Mexico has suffered a recent string of shocking displays of violence, including the massacre of a Mormon family in Sonora state and the freeing of Ovidio Guzmán López, son of Sinaloa Cartel kingpin Guzmán Loera, alias “El Chapo,” amid a massive gun battle in the city of Culiacán. Such bloodshed, however, is not often seen in the country’s capital. The last time violence caused such alarm in Mexico City was in June 2018, when a fight between La Unión Tepito and a rival gang saw dismembered bodies left along Insurgentes, a major thoroughfare.

InSight Crime Analysis

While the CJNG has been involved in extreme acts of violence in the past, the targeting of a senior security official in Mexico City marks a major ramping up of its attempts to claim a space in the capital’s criminal landscape.

In May, InSight Crime reported that, while CJNG is Mexico’s primary criminal threat overall, it has not developed a strong presence in the capital.
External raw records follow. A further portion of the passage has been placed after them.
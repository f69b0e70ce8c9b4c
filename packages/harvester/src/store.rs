//! SQLite corpus store.
//!
//! Keeps one row per fetched URL in the `crawled_pages` table. Every
//! operation opens its own connection and commits a single statement.

use std::path::{Path, PathBuf};

use chrono::{DateTime, Utc};
use rusqlite::{params, Connection, OptionalExtension};
use serde_json::json;
use url::Url;

use crate::document::{Anchor, Document};
use crate::error::{FetchError, Result};
use crate::fetcher::PageFetcher;

const CREATE_TABLE: &str = "CREATE TABLE IF NOT EXISTS crawled_pages (
    id INTEGER PRIMARY KEY AUTOINCREMENT,
    url TEXT UNIQUE NOT NULL,
    domain TEXT,
    path TEXT,
    title TEXT,
    html_content TEXT,
    text_content TEXT,
    status_code INTEGER,
    crawled_at TEXT,
    metadata TEXT
)";

const UPSERT_PAGE: &str = "INSERT INTO crawled_pages
    (url, domain, path, title, html_content, text_content, status_code, crawled_at, metadata)
    VALUES (?1, ?2, ?3, ?4, ?5, ?6, ?7, ?8, ?9)
    ON CONFLICT(url) DO UPDATE SET
        domain = excluded.domain,
        path = excluded.path,
        title = excluded.title,
        html_content = excluded.html_content,
        text_content = excluded.text_content,
        status_code = excluded.status_code,
        crawled_at = excluded.crawled_at,
        metadata = excluded.metadata";

/// One row of the store.
#[derive(Debug, Clone, PartialEq)]
pub struct CrawledPage {
    pub url: String,
    pub domain: String,
    pub path: String,
    pub title: Option<String>,
    pub html_content: Option<String>,
    pub text_content: Option<String>,

    /// HTTP status, 0 when the fetch failed.
    pub status_code: u16,
    pub crawled_at: DateTime<Utc>,
    pub metadata: Option<serde_json::Value>,
}

impl CrawledPage {
    /// Row for a successfully fetched page.
    #[must_use]
    pub fn from_document(document: &Document) -> Self {
        let url = document.url();
        Self {
            url: url.to_string(),
            domain: url.host_str().unwrap_or_default().to_string(),
            path: url.path().to_string(),
            title: document.title(),
            html_content: Some(document.raw_html().to_string()),
            text_content: Some(document.text().to_string()),
            status_code: document.status(),
            crawled_at: Utc::now(),
            metadata: Some(json!({ "links": document.anchors().len() })),
        }
    }

    /// Row for a page that could not be fetched.
    #[must_use]
    pub fn failed(url: &str, error: &str) -> Self {
        let parsed = Url::parse(url).ok();
        Self {
            url: url.to_string(),
            domain: parsed
                .as_ref()
                .and_then(Url::host_str)
                .unwrap_or_default()
                .to_string(),
            path: parsed.as_ref().map(|u| u.path().to_string()).unwrap_or_default(),
            title: None,
            html_content: None,
            text_content: None,
            status_code: 0,
            crawled_at: Utc::now(),
            metadata: Some(json!({ "error": error })),
        }
    }
}

/// Overview of a stored page, without its content.
#[derive(Debug, Clone, PartialEq, Eq)]
pub struct PageSummary {
    pub id: i64,
    pub url: String,
    pub title: Option<String>,
    pub status_code: u16,
    pub crawled_at: String,
    pub html_len: usize,
    pub text_len: usize,
}

/// Persistence keyed by URL.
pub trait CorpusStore {
    /// Insert or replace the row for `page.url`. Returns whether it was written.
    fn upsert(&self, page: &CrawledPage) -> bool;
}

impl<S: CorpusStore + ?Sized> CorpusStore for &S {
    fn upsert(&self, page: &CrawledPage) -> bool {
        (**self).upsert(page)
    }
}

/// Corpus store backed by a SQLite file.
#[derive(Debug, Clone)]
pub struct SqliteStore {
    path: PathBuf,
}

impl SqliteStore {
    pub fn open(path: impl Into<PathBuf>) -> Self {
        Self { path: path.into() }
    }

    #[must_use]
    pub fn path(&self) -> &Path {
        &self.path
    }

    fn connect(&self) -> Result<Connection> {
        Ok(Connection::open(&self.path)?)
    }

    /// Create the database file, its directory and the table if missing.
    pub fn init(&self) -> Result<()> {
        if let Some(parent) = self.path.parent().filter(|p| !p.as_os_str().is_empty()) {
            std::fs::create_dir_all(parent)?;
        }
        self.connect()?.execute(CREATE_TABLE, [])?;
        tracing::debug!(path = %self.path.display(), "Corpus store ready");
        Ok(())
    }

    /// Write one page, replacing any earlier row for the same URL.
    pub fn save(&self, page: &CrawledPage) -> Result<()> {
        let metadata = page
            .metadata
            .as_ref()
            .map(serde_json::to_string)
            .transpose()?;

        self.connect()?.execute(
            UPSERT_PAGE,
            params![
                page.url,
                page.domain,
                page.path,
                page.title,
                page.html_content,
                page.text_content,
                page.status_code,
                page.crawled_at.to_rfc3339(),
                metadata,
            ],
        )?;
        Ok(())
    }

    pub fn count(&self) -> Result<usize> {
        let count: i64 =
            self.connect()?
                .query_row("SELECT COUNT(*) FROM crawled_pages", [], |row| row.get(0))?;
        Ok(usize::try_from(count).unwrap_or_default())
    }

    /// The most recently crawled pages, newest first.
    pub fn recent(&self, limit: usize) -> Result<Vec<PageSummary>> {
        let conn = self.connect()?;
        let mut stmt = conn.prepare(
            "SELECT id, url, title, status_code, crawled_at,
                    LENGTH(COALESCE(html_content, '')), LENGTH(COALESCE(text_content, ''))
             FROM crawled_pages ORDER BY crawled_at DESC, id DESC LIMIT ?1",
        )?;

        let limit = i64::try_from(limit).unwrap_or(i64::MAX);
        let rows = stmt.query_map([limit], |row| {
            Ok(PageSummary {
                id: row.get(0)?,
                url: row.get(1)?,
                title: row.get(2)?,
                status_code: row.get::<_, Option<u16>>(3)?.unwrap_or_default(),
                crawled_at: row.get::<_, Option<String>>(4)?.unwrap_or_default(),
                html_len: row.get::<_, i64>(5)?.try_into().unwrap_or_default(),
                text_len: row.get::<_, i64>(6)?.try_into().unwrap_or_default(),
            })
        })?;

        let pages = rows.collect::<rusqlite::Result<Vec<_>>>()?;
        Ok(pages)
    }

    /// Anchors of a stored page, re-parsed from its HTML.
    ///
    /// `None` when the URL is not in the store or was stored without HTML.
    pub fn links_for(&self, url: &str) -> Result<Option<Vec<Anchor>>> {
        let Ok(base) = Url::parse(url) else {
            return Ok(None);
        };

        let html: Option<Option<String>> = self
            .connect()?
            .query_row(
                "SELECT html_content FROM crawled_pages WHERE url = ?1",
                [url],
                |row| row.get(0),
            )
            .optional()?;

        Ok(html
            .flatten()
            .map(|html| Document::parse(base, 200, html).anchors().to_vec()))
    }
}

impl CorpusStore for SqliteStore {
    fn upsert(&self, page: &CrawledPage) -> bool {
        match self.save(page) {
            Ok(()) => true,
            Err(e) => {
                tracing::warn!(url = %page.url, error = %e, "Failed to store page");
                false
            }
        }
    }
}

/// Fetcher decorator that records every fetched page in a corpus store.
pub struct RecordingFetcher<F, S> {
    inner: F,
    store: S,
}

impl<F: PageFetcher, S: CorpusStore> RecordingFetcher<F, S> {
    pub fn new(inner: F, store: S) -> Self {
        Self { inner, store }
    }

    pub fn into_inner(self) -> F {
        self.inner
    }
}

impl<F: PageFetcher, S: CorpusStore> PageFetcher for RecordingFetcher<F, S> {
    fn fetch(&self, url: &str) -> std::result::Result<Document, FetchError> {
        let document = self.inner.fetch(url)?;
        let stored = self.store.upsert(&CrawledPage::from_document(&document));
        tracing::debug!(url, stored, "Recorded page");
        Ok(document)
    }
}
According to Balderas, the group operates mainly in Mexico City’s poorer neighborhoods.

The attack against García Harfuch could indicate this is about to change. The scale of the attack and the weaponry used point to a level of sophistication that few criminal groups in Mexico possess. And it comes after a number of notable attacks on politicians and judicial officials.
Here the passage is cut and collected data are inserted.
//! JSON output files.

use std::fs;
use std::io::Write;
use std::path::{Path, PathBuf};
use std::sync::LazyLock;

use chrono::{DateTime, Utc};
use regex::Regex;
use serde::Serialize;

use crate::error::{HarvesterError, Result};

#[allow(clippy::expect_used)] // Static regex that is guaranteed to be valid
static UNSAFE_TITLE_CHARS: LazyLock<Regex> =
    LazyLock::new(|| Regex::new(r"[^a-zA-Z0-9åäöÅÄÖ\s]").expect("valid regex"));

#[allow(clippy::expect_used)] // Static regex that is guaranteed to be valid
static WHITESPACE_RUN: LazyLock<Regex> =
    LazyLock::new(|| Regex::new(r"\s+").expect("valid regex"));

/// Timestamp used in default file names, e.g. `20250101_120000`.
#[must_use]
pub fn file_timestamp(at: DateTime<Utc>) -> String {
    at.format("%Y%m%d_%H%M%S").to_string()
}

/// Make a title usable as part of a file name.
///
/// # Examples
/// ```
/// use lagboken_harvester::output::clean_title;
///
/// assert_eq!(clean_title("Arbetsrätt & arbetsmiljörätt"), "Arbetsrätt_arbetsmiljörätt");
/// ```
#[must_use]
pub fn clean_title(title: &str) -> String {
    let kept = UNSAFE_TITLE_CHARS.replace_all(title, "");
    WHITESPACE_RUN.replace_all(kept.trim(), "_").into_owned()
}

/// Default file name for a multi-topic crawl.
#[must_use]
pub fn crawl_file_name(with_metadata: bool, at: DateTime<Utc>) -> String {
    let kind = if with_metadata { "comprehensive" } else { "links" };
    format!("multiple_topics_{kind}_{}.json", file_timestamp(at))
}

/// Default file name for a single topic.
#[must_use]
pub fn topic_file_name(title: &str, at: DateTime<Utc>) -> String {
    format!("topic_laws_{}_{}.json", clean_title(title), file_timestamp(at))
}

/// Default file name for a single law page.
#[must_use]
pub fn law_file_name(reference: Option<&str>, at: DateTime<Utc>) -> String {
    let reference = reference.map_or_else(|| "unknown".to_string(), |r| r.replace(':', "_"));
    format!("law_data_{reference}_{}.json", file_timestamp(at))
}

/// Decide where to write an output file.
///
/// `None` writes `default_name` into the current directory; an existing
/// directory receives `default_name`; anything else is taken as a file path
/// whose parent directory must exist.
pub fn resolve_output_path(output: Option<&Path>, default_name: &str) -> Result<PathBuf> {
    let Some(output) = output else {
        return Ok(PathBuf::from(default_name));
    };

    if output.is_dir() {
        return Ok(output.join(default_name));
    }

    match output.parent().filter(|p| !p.as_os_str().is_empty()) {
        Some(parent) if !parent.is_dir() => Err(HarvesterError::Io(std::io::Error::new(
            std::io::ErrorKind::NotFound,
            format!("Output directory does not exist: {}", parent.display()),
        ))),
        _ => Ok(output.to_path_buf()),
    }
}

/// Write `value` as pretty-printed UTF-8 JSON.
pub fn save_json<T: Serialize + ?Sized>(value: &T, path: &Path) -> Result<()> {
    let json = serde_json::to_string_pretty(value)?;
    let mut file = fs::File::create(path)?;
    file.write_all(json.as_bytes())?;
    file.write_all(b"\n")?;
    tracing::info!(path = %path.display(), bytes = json.len(), "Saved JSON output");
    Ok(())
}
SEE ALSO: Mexico News and Profiles

Alejandro Hope, a Mexican security analyst, called the attack on the police chief an “exceptional event.” Until now, “nobody had dared to face off with Mexico City police,” he told InSight Crime.

Hope said it too early to determine the motive behind the attack. He added that targeting García Harfuch might not have been a calculated strategic move by the CJNG but the result of bad decisions.

Such public displays of violence, which generate massive media coverage, are part of the CJNG’s modus operandi. In 2015, the group killed 15 policemen in an ambush and later shot down a military helicopter in the state of Jalisco. In 2018, CJNG members kidnapped and murdered two agents from the organized crime unit of Mexico’s Attorney General’s Office but not before they filmed a video in which the agents were made to criticize the country’s security policy.

The attack on Harfuch comes after a number of brazen killings of public figures. Two recent incidents in the state of Colima have made headlines. On June 16, hitmen killed Uriel Villegas Ortiz, a Colima federal judge, and his wife, Verónica Barajas. While responsibility for the shooting has not been established, Villegas Ortiz had issued judgments in several cases involving members of the Jalisco Cartel New Generation (Cartel Jalisco Nueva Generación – CJNG) and Sinaloa Cartel. A few weeks prior, lawmaker Anel Bueno was kidnapped and murdered.

In recent years, political assassinations have become commonplace. In 2018, a major election year, a record 37 mayors, former mayors or mayoral candidates were killed, often due to their connections to organized crime or for trying to stand up to criminal groups.

But the assassination attempt of García Harfuch is on another scale altogether. Whether the CJNG is responsible or not, this attack is openly defiant of the government of President López Obrador, whose 18 months in office have been marked by a record number of homicides and the lack of any clear security policy.